This Toryism, comparable to that of Swift and Johnson and Coleridge, is based on a belief in hierarchy, established order and obedience to inherited authority. He detested both liberty and equality, blaming them, more than privilege, for the injustices he condemned. Only those who held power by right, as he saw it, could be moved by a sense of duty to serve and protect the weak. This is a side of Ruskin that is likely to confuse and even repel the modern reader, in particular the radical who finds his apparent socialism attractive. But in the nineteenth century political attitudes were not so neatly shared out between left and right as they are — or seem to be — today. Modern capitalist economics were then thought progressive, being associated with the expansion of personal liberty. A radical liberal like John Stuart Mill, who championed democracy and the extension of personal rights and liberties, was also an advocate of doctrines which can be blamed for the degradations of the workhouse (Utilitarianism) and the extremes of Victorian poverty (laissez-faire). By contrast, Shaftesbury and Wilberforce, famous respectively for the Factory Acts and the abolition of slavery, were high Tories. State intervention in the economy and social welfare policies belonged to the right, for the right believed in the duty of government to govern — to secure social order and administer justice impartially.

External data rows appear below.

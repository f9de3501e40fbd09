//! Sanitization pipeline
//!
//! Wires the markup filter to the media resolver: every visible `img src` is
//! localized while the markup is filtered, and every media failure produces
//! exactly one user-facing warning while the original `src` is kept.

use std::sync::Arc;

use tokio_util::sync::CancellationToken;

use crate::config::{Config, ConfigError};
use crate::filter::whitelist::Whitelist;
use crate::filter::{FilterOutput, ImageSourceHook, MarkupFilter, ParseIrregularity};
use crate::media::reference::abbreviate;
use crate::media::{
    AssetHandle, AssetStore, MediaResolver, NoProgress, ProgressSink, Resolved, ResolutionFailure,
};

/// Longest source shown in a warning.
const WARNING_SOURCE_CHARS: usize = 80;

/// Fire-and-forget user notifications.
pub trait Notifier: Send + Sync {
    fn warn(&self, message: &str);
}

impl<F> Notifier for F
where
    F: Fn(&str) + Send + Sync,
{
    fn warn(&self, message: &str) {
        self(message)
    }
}

/// Sends warnings to the log.
#[derive(Debug, Default, Clone, Copy)]
pub struct TracingNotifier;

impl Notifier for TracingNotifier {
    fn warn(&self, message: &str) {
        tracing::warn!("{}", message);
    }
}

/// What happened to one image.
#[derive(Debug, Clone, PartialEq, Eq)]
pub enum MediaStatus {
    Stored(AssetHandle),
    Passthrough,
    Failed(ResolutionFailure),
}

#[derive(Debug, Clone, PartialEq, Eq)]
pub struct MediaOutcome {
    /// The `src` as found in the markup.
    pub source: String,
    pub status: MediaStatus,
}

/// Result of sanitizing one paste.
#[derive(Debug, Clone, Default, PartialEq, Eq)]
pub struct SanitizeReport {
    pub html: String,
    pub irregularities: Vec<ParseIrregularity>,
    pub media: Vec<MediaOutcome>,
}

impl SanitizeReport {
    pub fn failures(&self) -> impl Iterator<Item = (&str, &ResolutionFailure)> {
        self.media.iter().filter_map(|outcome| match &outcome.status {
            MediaStatus::Failed(failure) => Some((outcome.source.as_str(), failure)),
            _ => None,
        })
    }

    pub fn stored(&self) -> impl Iterator<Item = &AssetHandle> {
        self.media.iter().filter_map(|outcome| match &outcome.status {
            MediaStatus::Stored(handle) => Some(handle),
            _ => None,
        })
    }
}

/// Filter plus optional media localization.
pub struct Sanitizer {
    whitelist: Arc<Whitelist>,
    resolver: Option<MediaResolver>,
    notifier: Arc<dyn Notifier>,
}

impl std::fmt::Debug for Sanitizer {
    fn fmt(&self, f: &mut std::fmt::Formatter<'_>) -> std::fmt::Result {
        f.debug_struct("Sanitizer")
            .field("resolver", &self.resolver)
            .finish_non_exhaustive()
    }
}

impl Default for Sanitizer {
    fn default() -> Self {
        Self::new(Arc::new(Whitelist::default()))
    }
}

impl Sanitizer {
    /// Filter only; image sources are kept as they are.
    pub fn new(whitelist: Arc<Whitelist>) -> Self {
        Self {
            whitelist,
            resolver: None,
            notifier: Arc::new(TracingNotifier),
        }
    }

    pub fn with_resolver(mut self, resolver: MediaResolver) -> Self {
        self.resolver = Some(resolver);
        self
    }

    pub fn with_notifier(mut self, notifier: Arc<dyn Notifier>) -> Self {
        self.notifier = notifier;
        self
    }

    /// Build from configuration. The media step is only set up when
    /// `media.enabled` is true.
    pub fn from_config(config: &Config, store: Arc<dyn AssetStore>) -> Result<Self, ConfigError> {
        config.validate().map_err(ConfigError::Validation)?;
        let sanitizer = Self::new(Arc::new(config.whitelist.build()));
        if !config.media.enabled {
            return Ok(sanitizer);
        }
        let resolver = MediaResolver::new(config.media.resolver_options(), store)?;
        Ok(sanitizer.with_resolver(resolver))
    }

    pub fn whitelist(&self) -> &Whitelist {
        &self.whitelist
    }

    pub fn resolver(&self) -> Option<&MediaResolver> {
        self.resolver.as_ref()
    }

    pub fn sanitize(&self, raw: &str) -> SanitizeReport {
        self.sanitize_with(raw, &NoProgress, &CancellationToken::new())
    }

    /// Sanitize, reporting download progress to `progress`. Cancelling
    /// `cancel` aborts the download in flight and any later ones.
    pub fn sanitize_with(
        &self,
        raw: &str,
        progress: &dyn ProgressSink,
        cancel: &CancellationToken,
    ) -> SanitizeReport {
        let filter = MarkupFilter::new(&self.whitelist);

        let Some(resolver) = &self.resolver else {
            let FilterOutput {
                html,
                irregularities,
            } = filter.filter(raw);
            return SanitizeReport {
                html,
                irregularities,
                media: Vec::new(),
            };
        };

        let mut hook = MediaHook {
            resolver,
            notifier: self.notifier.as_ref(),
            progress,
            cancel,
            outcomes: Vec::new(),
        };
        let output = filter.filter_with(raw, &mut hook);

        tracing::debug!(
            images = hook.outcomes.len(),
            irregularities = output.irregularities.len(),
            "sanitized paste"
        );
        SanitizeReport {
            html: output.html,
            irregularities: output.irregularities,
            media: hook.outcomes,
        }
    }
}

/// Bridges filter callbacks to the resolver for one run.
struct MediaHook<'a> {
    resolver: &'a MediaResolver,
    notifier: &'a dyn Notifier,
    progress: &'a dyn ProgressSink,
    cancel: &'a CancellationToken,
    outcomes: Vec<MediaOutcome>,
}

impl ImageSourceHook for MediaHook<'_> {
    fn resolve_src(&mut self, src: &str) -> Option<String> {
        let result = self.resolver.resolve_src(src, self.progress, self.cancel);
        let (status, replacement) = match result {
            Ok(Resolved::Stored(handle)) => {
                let replacement = handle.to_string();
                (MediaStatus::Stored(handle), Some(replacement))
            }
            Ok(Resolved::Passthrough) => (MediaStatus::Passthrough, None),
            Err(failure) => {
                self.notifier.warn(&format!(
                    "Failed to download {}: {}",
                    abbreviate(src, WARNING_SOURCE_CHARS),
                    failure
                ));
                (MediaStatus::Failed(failure), None)
            }
        };
        self.outcomes.push(MediaOutcome {
            source: src.to_string(),
            status,
        });
        replacement
    }
}

#[cfg(test)]
mod tests {
    use super::*;
    use crate::media::{MemoryAssetStore, ResolverOptions};
    use image::{DynamicImage, ImageFormat, Rgba, RgbaImage};
    use parking_lot::Mutex;
    use std::io::Cursor;

    fn png_bytes() -> Vec<u8> {
        let img = DynamicImage::ImageRgba8(RgbaImage::from_pixel(2, 2, Rgba([0, 128, 0, 255])));
        let mut buf = Cursor::new(Vec::new());
        img.write_to(&mut buf, ImageFormat::Png).unwrap();
        buf.into_inner()
    }

    fn collecting_notifier() -> (Arc<dyn Notifier>, Arc<Mutex<Vec<String>>>) {
        let warnings = Arc::new(Mutex::new(Vec::new()));
        let sink = warnings.clone();
        let notifier: Arc<dyn Notifier> = Arc::new(move |m: &str| sink.lock().push(m.to_string()));
        (notifier, warnings)
    }

    fn media_sanitizer(store: Arc<MemoryAssetStore>) -> (Sanitizer, Arc<Mutex<Vec<String>>>) {
        let (notifier, warnings) = collecting_notifier();
        let resolver = MediaResolver::new(ResolverOptions::default(), store).unwrap();
        let sanitizer = Sanitizer::default()
            .with_resolver(resolver)
            .with_notifier(notifier);
        (sanitizer, warnings)
    }

    #[test]
    fn test_filter_only() {
        let report = Sanitizer::default().sanitize(r#"<p onclick="x">a<img src="http://h/i.png"></p>"#);
        assert_eq!(report.html, r#"<p>a<img src="http://h/i.png"></p>"#);
        assert!(report.media.is_empty());
        assert!(report.irregularities.is_empty());
    }

    #[test]
    fn test_local_image_replaced_by_handle() {
        let dir = tempfile::tempdir().unwrap();
        let path = dir.path().join("a.png");
        std::fs::write(&path, png_bytes()).unwrap();

        let store = Arc::new(MemoryAssetStore::new());
        let (sanitizer, warnings) = media_sanitizer(store.clone());
        let raw = format!(r#"<p><img alt="x" src="{}"></p>"#, path.display());
        let report = sanitizer.sanitize(&raw);

        let handle = report.stored().next().unwrap().clone();
        assert_eq!(
            report.html,
            format!(r#"<p><img alt="x" src="{}"></p>"#, handle)
        );
        assert!(store.get(&handle).is_some());
        assert!(warnings.lock().is_empty());
    }

    #[test]
    fn test_failure_keeps_src_and_warns_once() {
        let store = Arc::new(MemoryAssetStore::new());
        let (sanitizer, warnings) = media_sanitizer(store.clone());
        let report = sanitizer.sanitize(r#"<p>a<img src="/no/such/image.png">b</p>"#);

        assert_eq!(report.html, r#"<p>a<img src="/no/such/image.png">b</p>"#);
        let warnings = warnings.lock();
        assert_eq!(warnings.len(), 1);
        assert!(warnings[0].starts_with("Failed to download /no/such/image.png: "));
        assert_eq!(report.failures().count(), 1);
        assert!(store.is_empty());
    }

    #[test]
    fn test_each_failure_warned_separately() {
        let (sanitizer, warnings) = media_sanitizer(Arc::new(MemoryAssetStore::new()));
        let report = sanitizer.sanitize(r#"<img src="/missing/1.png"><img src="ftp://x/2.png">"#);
        assert_eq!(report.failures().count(), 2);
        assert_eq!(warnings.lock().len(), 2);
    }

    #[test]
    fn test_suppressed_images_never_resolved() {
        let (sanitizer, warnings) = media_sanitizer(Arc::new(MemoryAssetStore::new()));
        let report = sanitizer.sanitize(r#"<object><img src="/missing.png"></object>ok"#);
        assert_eq!(report.html, "ok");
        assert!(report.media.is_empty());
        assert!(warnings.lock().is_empty());
    }

    #[test]
    fn test_data_uri_passthrough_no_warning() {
        let (sanitizer, warnings) = media_sanitizer(Arc::new(MemoryAssetStore::new()));
        let report = sanitizer.sanitize(r#"<img src="data:image/png;base64,AAAA">"#);
        assert_eq!(report.html, r#"<img src="data:image/png;base64,AAAA">"#);
        assert_eq!(report.media[0].status, MediaStatus::Passthrough);
        assert!(warnings.lock().is_empty());
    }

    #[test]
    fn test_long_sources_abbreviated_in_warning() {
        let (sanitizer, warnings) = media_sanitizer(Arc::new(MemoryAssetStore::new()));
        let long = format!("/missing/{}.png", "x".repeat(200));
        sanitizer.sanitize(&format!(r#"<img src="{}">"#, long));
        let warnings = warnings.lock();
        assert!(warnings[0].contains("..."));
        assert!(!warnings[0].contains(&long));
    }

    #[test]
    fn test_from_config_media_disabled() {
        let mut config = Config::default();
        config.media.enabled = false;
        let sanitizer = Sanitizer::from_config(&config, Arc::new(MemoryAssetStore::new())).unwrap();
        assert!(sanitizer.resolver().is_none());
    }

    #[test]
    fn test_from_config_applies_whitelist() {
        let mut config = Config::default();
        config.whitelist.extra_tags = vec!["sup".to_string()];
        let sanitizer = Sanitizer::from_config(&config, Arc::new(MemoryAssetStore::new())).unwrap();
        assert!(sanitizer.whitelist().is_allowed("sup"));
        assert!(sanitizer.resolver().is_some());
        assert_eq!(sanitizer.sanitize("x<sup>2</sup>").html, "x<sup>2</sup>");
    }

    #[test]
    fn test_from_config_rejects_invalid() {
        let mut config = Config::default();
        config.media.chunk_size = 0;
        let err = Sanitizer::from_config(&config, Arc::new(MemoryAssetStore::new())).unwrap_err();
        assert!(matches!(err, ConfigError::Validation(_)));
    }
}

No political label quite fits Ruskin's politics. Though he detested the Liberals, he was far from being a supporter of the Conservatives. His 'Toryism' was such that it could, in his own lifetime, inspire the socialism of William Morris and the founders of the Labour Party; and when he called himself a 'conservative', he usually meant a preserver of the environment — what we should call a 'conservationist'. The truth is that, despite an exceptional consistency of view, throughout his life, on most matters of principle, his specific opinions changed and developed as he grew older. His attitudes to war and imperialism and the rights of women, for instance, oscillate wildly between reaction and radicalism; and he in effect concedes the ambiguity of his position when, in Fors Clavigera, he calls himself, with conscious irony, both a Communist and a Tory.